The highlight of my last week was a visit to the Three Gorges Dam, the largest electrical generator in the world. I was awestruck by the sight of it, this thing that I have been reading and learning about for years. It is hard for me to even describe. The giant massive concrete structure holding back this gushing force of water seems as if it had always been part of the landscape. Yet upstream it is contrasted with three beautiful massive gorges of its namesake, lush green cliffs of stillness and seemingly unchanged by the scale of the unnaturalness below. And as much as I wanted to hate it, I couldn’t help but be amazed by it and its power. I am still process the experience of being next to the dam and hope to have a clearer sense of my thinking and emotions in the future.
As for now, I’m happy to be back with my ELK family again. I’m sad to have to leave my new eighteen friends from China and the U.S., but know we have created lifelong friendships that transcend the distances between us.

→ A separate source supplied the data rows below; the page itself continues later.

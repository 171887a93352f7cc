use crate::events::{EventSink, LifecycleEvent};
use std::collections::HashMap;
use std::sync::Mutex;
use std::time::{Duration, Instant};

#[derive(Debug, Clone, Copy)]
struct SiteActivity {
    last_event: Instant,
    finished: bool,
}

/// Flags in-progress sites that have emitted nothing for longer than a window
#[derive(Debug)]
pub struct StalenessMonitor {
    window: Duration,
    sites: Mutex<HashMap<i64, SiteActivity>>,
}

impl StalenessMonitor {
    pub fn new(window: Duration) -> Self {
        Self {
            window,
            sites: Mutex::new(HashMap::new()),
        }
    }

    pub fn window(&self) -> Duration {
        self.window
    }

    pub fn observe(&self, event: &LifecycleEvent, now: Instant) {
        let mut sites = self.sites.lock().unwrap_or_else(|e| e.into_inner());
        sites.insert(
            event.site_id(),
            SiteActivity {
                last_event: now,
                finished: event.is_terminal(),
            },
        );
    }

    /// In-progress sites whose last event is older than the window, sorted
    pub fn stale_sites(&self, now: Instant) -> Vec<i64> {
        let sites = self.sites.lock().unwrap_or_else(|e| e.into_inner());
        let mut stale: Vec<i64> = sites
            .iter()
            .filter(|(_, a)| !a.finished && now.saturating_duration_since(a.last_event) > self.window)
            .map(|(id, _)| *id)
            .collect();
        stale.sort_unstable();
        stale
    }

    pub fn in_progress(&self) -> usize {
        let sites = self.sites.lock().unwrap_or_else(|e| e.into_inner());
        sites.values().filter(|a| !a.finished).count()
    }
}

impl EventSink for StalenessMonitor {
    fn emit(&self, event: LifecycleEvent) {
        self.observe(&event, Instant::now());
    }
}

The greatest lesson on this trip was, for me, of this friendship and what it can mean to overcome cultural barriers. Before this trip, China was one big mass of a country and of a political force. Now, I have been turned on my head of this idea, not because of the lectures and meetings I attended, but by each and ever person that I met and got to know as individuals regardless of nationality. These new friends are working for a cleaner environment and more just world, and I know that our global efforts will make a big difference.